Rocca Grimalda (Ra Roca in dialect) is a village and comune in the province of Alessandria, Piedmont, Northern Italy. It lies in Upper Montferrat, a historical region of Piedmont, and it was built upon a rocky hill on the Orba's left bank, very close to Ovada. The nearest airport is the Cristoforo Colombo Airport in Genoa.

History
The  population who lived here before the Romans, the so-called Ligures, left a number of traces in many places of Orba valley, including   in Rocca Grimalda: the river has always had gold in its sand and during the Roman times, a town was built in the plain under the hill in order to exploit this resource. Old documents report about this centre, called Rondinaria, which was a wealthy little town in the middle of thick forests and had likely some sort of defence structure, probably on Rocca Grimalda's hill, which still dominates the whole plain around and the valley’s entrance.

Right in the plain an old necropolis was found in the 1980s but on the other side of the village’s land another high rocky hill was found to have been shaped as some sort of castle with a deep ditch and high palisades, probably from the Lombard rule era: the same place, called “Trionzo”, was linked with old legends of witches, dances and evil spirits.

The village’s existence was first stated in some documents of 900 and since then Rocca Grimalda changed a number of landlords while conquerors came from the see and from the plains: the  Republic of Genoa, the free town of Alessandria, the duchies of Montferrat and Milan fought for centuries in order to have the control of this strategic stronghold.

From the early 17th to the 18th century, true power in  Rocca Grimalda’s was in the hands of bandit families: they used the thick forests around the village to hide and rob the passers by. Rocca Grimalda got famous for its guns and long knives while no landlord managed to control them, also because they had strong support from people, traditionally against the official rulers coming from other places.  During the 18th century everything changed, the forest was replaced by vineyards, only some little pieces survived as parks of noble mansions.

In 1736 Rocca Grimalda became part of the Kingdom of Sardinia and it shared the history of Piedmont under the Savoia’s crown.

During World War II many young men from the village died in war, many others run to the mountains and fought against the Fascists and the Germans occupying the country: they had to face hard defeats and massacres but they finally managed to set the region free before the arrival of the American and English Armies.

After the War many inhabitants moved to larger cities like Genoa, Milan, Turin and many others in other countries and continents.

From the 1990s the village is living a new renaissance, both in economy and in society, basing its own wealthy on great wines, as “Dolcetto di Ovada” and “Barbera del Monferrato”, tasty food and historical places, which attract tourists from all over the world.

Main sights
Rocca Grimalda has  kept its medieval structure, following the shape of the rocky hill upon which it was built. The names of some parts of the village remind of its old defence role: "Bastioni" (the bastions) "Torricella" (little tower), "Castelvero" (old castle), "Porta" (the gate) and others. The village has still only one gate, right under the Castle.
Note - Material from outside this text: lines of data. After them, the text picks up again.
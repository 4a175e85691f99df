//! Series calculator and the error type shared by the engine.
//!
//! `SeriesCalculator` turns an iteration count into a task graph: one task
//! tree per term, a balanced reduction over the terms, and a final combine
//! with the formula constant.

use std::sync::Arc;
use std::time::Instant;

use parking_lot::RwLock;
use tracing::{debug, info, warn};

use crate::decimal::Decimal;
use crate::factorial::FactorialCache;
use crate::formula::{Formula, SeriesContext};
use crate::mapper::PrecisionIterationMapper;
use crate::observer::{ProgressHub, ProgressListener};
use crate::precision::Precision;
use crate::reduction::ReductionTree;
use crate::task::{Executor, Task, TaskScope};

/// Error type for series calculations.
#[derive(Debug, Clone, thiserror::Error)]
pub enum SeriesError {
    /// Negative iteration count, precision or factorial argument.
    #[error("invalid argument: {0}")]
    InvalidArgument(String),

    /// A numeric step failed (division by zero, negative root, panic).
    #[error("computation failed: {0}")]
    ComputationFailed(String),

    /// The task or one of its ancestors was cancelled.
    #[error("calculation cancelled")]
    Cancelled,

    /// Configuration error.
    #[error("configuration error: {0}")]
    Config(String),

    /// Calculation timed out.
    #[error("calculation timed out after {0}")]
    Timeout(String),

    /// Results from different formulas don't match.
    #[error("result mismatch between formulas")]
    Mismatch,
}

/// Validate a caller-supplied count and narrow it to a term index.
pub(crate) fn to_index(value: i64, what: &str) -> Result<u32, SeriesError> {
    if value < 0 {
        return Err(SeriesError::InvalidArgument(format!(
            "{what} must be non-negative, got {value}"
        )));
    }
    u32::try_from(value)
        .map_err(|_| SeriesError::InvalidArgument(format!("{what} too large: {value}")))
}

/// Computes π with one [`Formula`] on a swappable [`Executor`].
///
/// The factorial cache and the listener registry live as long as the
/// calculator and are shared by all of its calculations.
///
/// # Example
/// ```
/// use picalc_core::calculator::SeriesCalculator;
/// use picalc_core::formula::Formula;
/// use picalc_core::task::Executor;
///
/// let calculator = SeriesCalculator::new(Formula::Chudnovsky, Executor::new(2).unwrap());
/// let pi = calculator.calculate(1).unwrap();
/// assert!(pi.to_string().starts_with("3.14159265358979323"));
/// ```
pub struct SeriesCalculator {
    formula: Formula,
    executor: RwLock<Executor>,
    factorials: Arc<FactorialCache>,
    progress: Arc<ProgressHub>,
    mapper: PrecisionIterationMapper,
}

impl SeriesCalculator {
    /// Create a calculator for `formula` running on `executor`.
    #[must_use]
    pub fn new(formula: Formula, executor: Executor) -> Self {
        Self {
            formula,
            executor: RwLock::new(executor),
            factorials: Arc::new(FactorialCache::new()),
            progress: Arc::new(ProgressHub::new()),
            mapper: formula.mapper(),
        }
    }

    /// Formula evaluated by this calculator.
    #[must_use]
    pub fn formula(&self) -> Formula {
        self.formula
    }

    /// Executor used by subsequent calculations.
    #[must_use]
    pub fn executor(&self) -> Executor {
        self.executor.read().clone()
    }

    /// Replace the executor. Calculations already submitted keep the old one.
    pub fn set_executor(&self, executor: Executor) {
        debug!(threads = executor.num_threads(), "executor replaced");
        *self.executor.write() = executor;
    }

    /// Factorial cache shared by this calculator's terms.
    #[must_use]
    pub fn factorials(&self) -> &Arc<FactorialCache> {
        &self.factorials
    }

    /// Listener registry.
    #[must_use]
    pub fn progress(&self) -> &Arc<ProgressHub> {
        &self.progress
    }

    /// π from terms `0..=iterations` at the default precision. Blocks.
    pub fn calculate(&self, iterations: i64) -> Result<Decimal, SeriesError> {
        self.calculate_with(iterations, Precision::default())
    }

    /// π from terms `0..=iterations` at `precision`. Blocks.
    pub fn calculate_with(
        &self,
        iterations: i64,
        precision: Precision,
    ) -> Result<Decimal, SeriesError> {
        self.calculate_async_with(iterations, precision)?.wait()
    }

    /// Pending π at the default precision.
    pub fn calculate_async(&self, iterations: i64) -> Result<Task<Decimal>, SeriesError> {
        self.calculate_async_with(iterations, Precision::default())
    }

    /// Pending π from terms `0..=iterations` at `precision`.
    ///
    /// Every task of the graph shares one cancellation token;
    /// [`Task::cancel_graph`] on the returned task stops queued terms from
    /// starting.
    pub fn calculate_async_with(
        &self,
        iterations: i64,
        precision: Precision,
    ) -> Result<Task<Decimal>, SeriesError> {
        let n = to_index(iterations, "iterations")?;
        let formula = self.formula;
        let scope = TaskScope::new(self.executor());
        let ctx = SeriesContext {
            scope: scope.clone(),
            precision,
            factorials: Arc::clone(&self.factorials),
            progress: Arc::clone(&self.progress),
        };
        debug!(%formula, iterations = n, %precision, "building series task graph");
        let started = Instant::now();

        let constant = formula.constant_task(&ctx);
        let terms = (0..=n).map(|k| formula.term_task(&ctx, k)).collect();
        let sum = ReductionTree::new(precision).reduce_terms(&scope, terms);

        let result = match constant {
            Some(constant) => constant.try_combine(&sum, move |constant, sum| {
                formula.finish(Some(&constant), &sum, precision)
            }),
            None => sum.try_map(move |sum| formula.finish(None, &sum, precision)),
        };

        result.on_complete(move |outcome| {
            #[allow(clippy::cast_possible_truncation)]
            let elapsed_ms = started.elapsed().as_millis() as u64;
            match outcome {
                Ok(value) => info!(
                    %formula,
                    iterations = n,
                    digits = value.significant_digits(),
                    elapsed_ms,
                    "series calculation complete"
                ),
                Err(SeriesError::Cancelled) => {
                    warn!(%formula, iterations = n, elapsed_ms, "series calculation cancelled");
                }
                Err(e) => warn!(%formula, iterations = n, error = %e, "series calculation failed"),
            }
        });
        Ok(result)
    }

    /// Register a progress listener.
    pub fn add_listener(&self, listener: Arc<dyn ProgressListener>) -> bool {
        self.progress.add_listener(listener)
    }

    /// Unregister a progress listener.
    pub fn remove_listener<L: ?Sized>(&self, listener: &Arc<L>) -> bool {
        self.progress.remove_listener(listener)
    }

    /// Whether `listener` is registered.
    pub fn has_listener<L: ?Sized>(&self, listener: &Arc<L>) -> bool {
        self.progress.has_listener(listener)
    }

    /// Terms needed beyond the first for `precision` digits.
    pub fn iterations_for(&self, precision: i64) -> Result<u64, SeriesError> {
        self.mapper.iterations_for(precision)
    }

    /// Digits delivered by `iterations`.
    pub fn precision_for(&self, iterations: i64) -> Result<u64, SeriesError> {
        self.mapper.precision_for(iterations)
    }
}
The Castle was built in the 13th century as a military stronghold, but it was turned into a noble palace five centuries later: it has a medieval part but the rest are alao Renaissance and 19th century-style  rooms.  There is a high circular tower which was used as prisons for long times: its walls have still drawings and signatures by prisoners of the 17th and 18th centuries.
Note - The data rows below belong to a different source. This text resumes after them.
//! socketpipe
//!
//! Socket-facing façade over `socketpipe-core`'s runtime-agnostic kernel,
//! built on `compio`:
//! - `StreamConnection` (`connection`): a TCP socket bound to two pipes
//!   via an independent receive-loop and send-loop.
//! - `FrameChannel` (`frame_channel`): a UDP socket bound to two bounded
//!   message queues via a pluggable `Marshaller`.
//! - `ClientListener` (`listener`): a TCP accept loop dispatching each
//!   client to a `StreamConnection`.
//! - Frame marshalling (`frame`) and socket option helpers
//!   (`socket_options`).
//!
//! Everything here is safe code except the raw-descriptor round trips in
//! `socket_options`, isolated the same way `socketpipe-core::segment`
//! isolates its own unsafe.

#![deny(unsafe_code)]
#![allow(clippy::module_name_repetitions)]
#![allow(clippy::needless_pass_by_value)]
#![allow(clippy::missing_errors_doc)]

pub mod connection;
pub mod frame;
pub mod frame_channel;
pub mod listener;
pub mod socket_options;

pub mod prelude {
    pub use crate::connection::{StreamConnection, StreamConnectionOptions};
    pub use crate::frame::{
        BytesMarshaller, CharMemoryMarshaller, Frame, Marshaller, Utf8Int32Marshaller,
        Utf8StringMarshaller,
    };
    pub use crate::frame_channel::{
        frame_channel, ChannelMode, FrameChannelOptions, FrameChannelReceiver, FrameChannelSender,
    };
    pub use crate::listener::{ClientListener, ClientListenerHandler, ListenerOptions};
    pub use crate::socket_options::{
        apply_recommended_stream_opts, bind_tcp_listener, bind_udp_socket, duplicate_stream,
        shutdown_stream,
    };

    pub use socketpipe_core::prelude::*;
}
//! Error taxonomy
//!
//! Shared across the pipe kernel and the socket-facing crate. Every error a
//! pipe, segment buffer, or connection loop can surface to application code
//! is a variant here.

use std::io;
use thiserror::Error;

/// Main error type for socketpipe operations.
#[derive(Error, Debug)]
pub enum Error {
    /// The remote peer reset the connection.
    #[error("connection reset by peer")]
    ConnectionReset,

    /// The connection was aborted locally (dispose, cancellation).
    #[error("connection aborted")]
    ConnectionAborted,

    /// Generic wrapped I/O error; also used for anything not otherwise
    /// classified.
    #[error("I/O error: {0}")]
    Io(#[from] io::Error),

    /// Misuse of the API: a second `get_memory`/`read_async` issued before
    /// the matching `advance`/`advance_to`, or an operation on a sealed
    /// pipe.
    #[error("invalid operation: {0}")]
    InvalidOperation(String),

    /// A constructor argument or position fell outside its valid range.
    #[error("argument out of range: {0}")]
    ArgumentOutOfRange(String),

    /// A marshaller was asked to consume an entire buffer but left
    /// residual, undecoded bytes.
    #[error("incomplete decoding: {0} residual byte(s)")]
    IncompleteDecodingFrame(usize),
}

/// Result type alias for socketpipe operations.
pub type Result<T> = std::result::Result<T, Error>;

impl Error {
    pub fn invalid_operation(msg: impl Into<String>) -> Self {
        Self::InvalidOperation(msg.into())
    }

    pub fn argument_out_of_range(msg: impl Into<String>) -> Self {
        Self::ArgumentOutOfRange(msg.into())
    }

    /// Classify a raw socket I/O error the way the receive/send loops do
    /// (spec §4.5 error policy), distinguishing a peer-initiated reset from
    /// a locally observed abort.
    #[must_use]
    pub fn from_socket_error(err: io::Error, externally_aborted: bool) -> Self {
        match err.kind() {
            io::ErrorKind::ConnectionReset => Self::ConnectionReset,
            io::ErrorKind::ConnectionAborted
            | io::ErrorKind::Interrupted
            | io::ErrorKind::InvalidInput
                if !externally_aborted =>
            {
                Self::ConnectionAborted
            }
            _ => Self::Io(err),
        }
    }

    /// Whether this error is one a send-loop in server context is allowed
    /// to swallow and continue past (spec §4.6 step 6).
    #[must_use]
    pub const fn is_ignorable_server_send_error(&self) -> bool {
        matches!(self, Self::ConnectionReset | Self::ConnectionAborted)
    }
}

impl Clone for Error {
    fn clone(&self) -> Self {
        match self {
            Self::ConnectionReset => Self::ConnectionReset,
            Self::ConnectionAborted => Self::ConnectionAborted,
            Self::Io(e) => Self::Io(io::Error::new(e.kind(), e.to_string())),
            Self::InvalidOperation(s) => Self::InvalidOperation(s.clone()),
            Self::ArgumentOutOfRange(s) => Self::ArgumentOutOfRange(s.clone()),
            Self::IncompleteDecodingFrame(n) => Self::IncompleteDecodingFrame(*n),
        }
    }
}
The Parish Church, San Giacomo Maggiore, a building of Romanesque origin in the centre of the village, is decorated with paintings about St. John Bapt's life.  This saint was then replaced by St. James in the villagers' devotion: St. James was a very popular saint in the area because a pilgrimage road to Santiago de Compostela in Spain passed right through these lands.
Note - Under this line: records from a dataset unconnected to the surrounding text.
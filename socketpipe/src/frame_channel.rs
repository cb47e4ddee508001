//! FrameChannel (C6): binds a datagram socket to two bounded message
//! queues via marshalled send/receive loops (spec §4.6).

use std::io;
use std::net::SocketAddr;
use std::sync::atomic::{AtomicBool, AtomicU64, Ordering};
use std::sync::Arc;

use async_lock::Semaphore;
use compio::buf::BufResult;
use compio::net::UdpSocket;
use tracing::warn;

use socketpipe_core::error::Error;
use socketpipe_core::shutdown::{ShutdownKind, ShutdownState};

use crate::frame::{Frame, Marshaller};

/// Whether a channel binds to a single connected peer or serves many.
#[derive(Clone, Copy, Debug, PartialEq, Eq)]
pub enum ChannelMode {
    /// Every send targets `connect`'s peer unless overridden per-frame;
    /// deserialize tasks run one at a time to preserve wire order.
    Client,
    /// Every send needs an explicit destination; deserialize tasks run
    /// concurrently (spec §4.6 step 6).
    Server,
}

/// Configuration for a [`FrameChannel`] (spec §4.6 parameters).
#[derive(Clone)]
pub struct FrameChannelOptions {
    pub max_frame_size: usize,
    pub queue_capacity: usize,
    pub mode: ChannelMode,
    /// Fixed destination for `Client`-mode sends with no per-frame
    /// override.
    pub default_peer: Option<SocketAddr>,
}

impl Default for FrameChannelOptions {
    fn default() -> Self {
        Self {
            max_frame_size: 65535,
            queue_capacity: 1024,
            mode: ChannelMode::Server,
            default_peer: None,
        }
    }
}

impl FrameChannelOptions {
    #[must_use]
    pub fn with_max_frame_size(mut self, size: usize) -> Self {
        self.max_frame_size = size;
        self
    }

    #[must_use]
    pub fn with_queue_capacity(mut self, capacity: usize) -> Self {
        self.queue_capacity = capacity;
        self
    }

    #[must_use]
    pub fn client(mut self, default_peer: SocketAddr) -> Self {
        self.mode = ChannelMode::Client;
        self.default_peer = Some(default_peer);
        self
    }

    #[must_use]
    pub fn server(mut self) -> Self {
        self.mode = ChannelMode::Server;
        self
    }
}

struct Inner<M: Marshaller> {
    socket: UdpSocket,
    marshaller: M,
    options: FrameChannelOptions,
    shutdown: ShutdownState,
    local_index: AtomicU64,
    disposed: AtomicBool,
    loops_started: AtomicBool,
    /// Caps concurrent in-flight server-mode deserialize tasks at the
    /// inbound queue capacity, per spec §9's open question: unbounded
    /// fire-and-forget deserializes under a full inbound channel would
    /// let the in-flight set grow without limit.
    deserialize_permits: Arc<Semaphore>,
}

/// The application-facing sender half: enqueue frames to be marshalled
/// and sent by the internal send-loop.
pub struct FrameChannelSender<M: Marshaller> {
    outbound_tx: flume::Sender<Frame<M::Payload>>,
    inner: Arc<Inner<M>>,
}

/// The application-facing receiver half: dequeue frames deserialized by
/// the internal receive-loop.
pub struct FrameChannelReceiver<M: Marshaller> {
    inbound_rx: flume::Receiver<Frame<M::Payload>>,
    inner: Arc<Inner<M>>,
}

/// Bind a `FrameChannel` over an already-constructed UDP socket (see
/// `socket_options::bind_udp_socket` for server sockets, or
/// `compio::net::UdpSocket::connect` for clients).
pub fn frame_channel<M: Marshaller>(
    socket: UdpSocket,
    marshaller: M,
    options: FrameChannelOptions,
) -> (FrameChannelSender<M>, FrameChannelReceiver<M>) {
    let (outbound_tx, outbound_rx) = flume::bounded(options.queue_capacity);
    let (inbound_tx, inbound_rx) = flume::bounded(options.queue_capacity);

    let deserialize_permits = Arc::new(Semaphore::new(options.queue_capacity.max(1)));
    let inner = Arc::new(Inner {
        socket,
        marshaller,
        options,
        shutdown: ShutdownState::new(),
        local_index: AtomicU64::new(0),
        disposed: AtomicBool::new(false),
        loops_started: AtomicBool::new(false),
        deserialize_permits,
    });

    start_loops(Arc::clone(&inner), outbound_rx, inbound_tx);

    (
        FrameChannelSender {
            outbound_tx,
            inner: Arc::clone(&inner),
        },
        FrameChannelReceiver { inbound_rx, inner },
    )
}

fn start_loops<M: Marshaller>(
    inner: Arc<Inner<M>>,
    outbound_rx: flume::Receiver<Frame<M::Payload>>,
    inbound_tx: flume::Sender<Frame<M::Payload>>,
) {
    if inner
        .loops_started
        .compare_exchange(false, true, Ordering::AcqRel, Ordering::Acquire)
        .is_err()
    {
        return;
    }
    let send_inner = Arc::clone(&inner);
    compio::runtime::spawn(send_loop(send_inner, outbound_rx)).detach();
    compio::runtime::spawn(receive_loop(inner, inbound_tx)).detach();
}

impl<M: Marshaller> FrameChannelSender<M> {
    /// Enqueue a payload for the default peer (client mode) or the
    /// channel's last-received peer (server mode convenience).
    pub async fn send(&self, payload: M::Payload) -> Result<(), Error> {
        self.send_to(payload, self.inner.options.default_peer).await
    }

    /// Enqueue a payload for an explicit destination, waiting if the
    /// outbound queue is full ("wait" full-mode, spec §4.6).
    pub async fn send_to(
        &self,
        payload: M::Payload,
        peer: Option<SocketAddr>,
    ) -> Result<(), Error> {
        let frame = Frame {
            payload,
            local_index: 0,
            peer,
            flags: 0,
        };
        self.outbound_tx
            .send_async(frame)
            .await
            .map_err(|_| Error::invalid_operation("frame channel send-loop is gone"))
    }

    #[must_use]
    pub fn shutdown_state(&self) -> &ShutdownState {
        &self.inner.shutdown
    }

    /// Mark the channel disposed: a subsequent send/receive socket error
    /// is classified as `*Disposed` rather than a live socket error
    /// (spec §4.6/§4.7). UDP has no shutdown handshake to wake a pending
    /// receive, so the loops only observe this on their next I/O error.
    pub fn dispose(&self) {
        self.inner.disposed.store(true, Ordering::Release);
    }
}

impl<M: Marshaller> FrameChannelReceiver<M> {
    /// Await the next deserialized inbound frame.
    pub async fn recv(&self) -> Option<Frame<M::Payload>> {
        self.inbound_rx.recv_async().await.ok()
    }

    #[must_use]
    pub fn shutdown_state(&self) -> &ShutdownState {
        &self.inner.shutdown
    }
}

async fn send_loop<M: Marshaller>(
    inner: Arc<Inner<M>>,
    outbound_rx: flume::Receiver<Frame<M::Payload>>,
) {
    let mut write_buf = vec![0u8; inner.options.max_frame_size];
    loop {
        let frame = match outbound_rx.recv_async().await {
            Ok(frame) => frame,
            Err(_) => break,
        };

        let committed = match inner.marshaller.write(&frame.payload, &mut write_buf) {
            Ok(n) => n,
            Err(e) => {
                warn!(error = %e, "frame-channel send-loop: marshaller.write failed");
                continue;
            }
        };
        if committed == 0 {
            continue;
        }

        let destination = frame.peer.or(inner.options.default_peer);
        let datagram = write_buf[..committed].to_vec();
        let result = match destination {
            Some(addr) => {
                let BufResult(res, _) = inner.socket.send_to(datagram, addr).await;
                res
            }
            None => {
                let BufResult(res, _) = inner.socket.send(datagram).await;
                res
            }
        };

        if let Err(e) = result {
            let mapped = Error::from_socket_error(e, inner.disposed.load(Ordering::Acquire));
            if inner.options.mode == ChannelMode::Server && mapped.is_ignorable_server_send_error()
            {
                continue;
            }
            classify_and_complete(&inner, mapped, ShutdownKind::WriteSocketError, ShutdownKind::WriteIoError);
            break;
        }
    }
}

async fn receive_loop<M: Marshaller>(inner: Arc<Inner<M>>, inbound_tx: flume::Sender<Frame<M::Payload>>) {
    let mut previous_task = None;
    loop {
        let buf = vec![0u8; inner.options.max_frame_size];
        let (result, datagram, peer) = match inner.options.mode {
            ChannelMode::Server => {
                let BufResult(res, buf) = inner.socket.recv_from(buf).await;
                match res {
                    Ok((n, addr)) => (Ok(n), buf, Some(addr)),
                    Err(e) => (Err(e), buf, None),
                }
            }
            ChannelMode::Client => {
                let BufResult(res, buf) = inner.socket.recv(buf).await;
                (res, buf, inner.options.default_peer)
            }
        };

        let n = match result {
            Ok(0) => {
                inner.shutdown.set(ShutdownKind::ReadEof);
                break;
            }
            Ok(n) => n,
            Err(e) => {
                let mapped = Error::from_socket_error(e, inner.disposed.load(Ordering::Acquire));
                classify_and_complete(&inner, mapped, ShutdownKind::ReadSocketError, ShutdownKind::ReadIoError);
                break;
            }
        };

        let index = inner.local_index.fetch_add(1, Ordering::Relaxed);
        let bytes = datagram[..n].to_vec();
        let deserialize_inner = Arc::clone(&inner);
        let deserialize_tx = inbound_tx.clone();

        match inner.options.mode {
            ChannelMode::Server => {
                // Bound the number of concurrently in-flight deserialize
                // tasks to the inbound queue's capacity rather than
                // replicate the source's unbounded fire-and-forget set
                // (spec §9 open question).
                let permit = Arc::clone(&inner.deserialize_permits)
                    .acquire_arc()
                    .await;
                compio::runtime::spawn(async move {
                    let _permit = permit;
                    deserialize_and_enqueue(&deserialize_inner, &deserialize_tx, &bytes, index, peer)
                        .await;
                })
                .detach();
            }
            ChannelMode::Client => {
                let task = compio::runtime::spawn(async move {
                    deserialize_and_enqueue(&deserialize_inner, &deserialize_tx, &bytes, index, peer)
                        .await;
                });
                if let Some(previous) = previous_task.take() {
                    previous.await;
                }
                previous_task = Some(task);
            }
        }
    }
    if let Some(previous) = previous_task {
        previous.await;
    }
}

/// Decode one datagram's bytes and enqueue the resulting frame. Silently
/// exits if the inbound channel is gone (spec §7 "channel full on inbound
/// + shutdown: the receive deserialize-task silently exits").
async fn deserialize_and_enqueue<M: Marshaller>(
    inner: &Inner<M>,
    inbound_tx: &flume::Sender<Frame<M::Payload>>,
    bytes: &[u8],
    index: u64,
    peer: Option<SocketAddr>,
) {
    match inner.marshaller.read(bytes) {
        Ok(payload) => {
            let frame = Frame {
                payload,
                local_index: index,
                peer,
                flags: 0,
            };
            let _ = inbound_tx.send_async(frame).await;
        }
        Err(e) => {
            inner.shutdown.set(ShutdownKind::ReadOtherError);
            warn!(error = %e, "frame-channel receive-loop: marshaller.read failed");
        }
    }
}

fn classify_and_complete<M: Marshaller>(
    inner: &Inner<M>,
    mapped: Error,
    socket_kind: ShutdownKind,
    io_kind: ShutdownKind,
) {
    if inner.disposed.load(Ordering::Acquire) {
        let disposed_kind = match io_kind {
            ShutdownKind::ReadIoError => ShutdownKind::ReadDisposed,
            _ => ShutdownKind::WriteDisposed,
        };
        inner.shutdown.set(disposed_kind);
        return;
    }
    let kind = match &mapped {
        Error::ConnectionReset | Error::ConnectionAborted => socket_kind,
        Error::Io(_) => io_kind,
        _ => io_kind,
    };
    let code = match &mapped {
        Error::Io(e) => e.raw_os_error(),
        _ => None,
    };
    match code {
        Some(code) => {
            inner.shutdown.set_with_error_code(kind, code);
        }
        None => {
            inner.shutdown.set(kind);
        }
    }
}

impl<M: Marshaller> Clone for FrameChannelSender<M> {
    fn clone(&self) -> Self {
        Self {
            outbound_tx: self.outbound_tx.clone(),
            inner: Arc::clone(&self.inner),
        }
    }
}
Two minor churches of the 17th and 18th centuries are dedicated to the Lady and the other to St. James Bapt.: they have very nice and old wooden statues which are carried through the little roads of the village once a year as a sign of popular devotion.

The oldest church in Rocca Grimalda is St. Limbania,  built on the ruins of an old castle, in the lower part of the village: the church is dedicated to Mary's Assumption but it is popularly known as St. Limbania.  Inside there are  frescos of the 15th century but other parts of the building were added later on, when the church turned into some sort of sanctuary for the muleteers who used to carry goods from the sea to the plains and back, through the mountains.  They used to start their journey from a church dedicated to St. Limbania near the sea, in Genoa-Voltri, and they stopped in Rocca Grimalda's church, in order to be sure of St.Limbania's protection through the dangerous journey through the mountains.

Culture
The dance of “Lachera” is performed every year during Carnival time, with features of foundation and propitiatory spring rite.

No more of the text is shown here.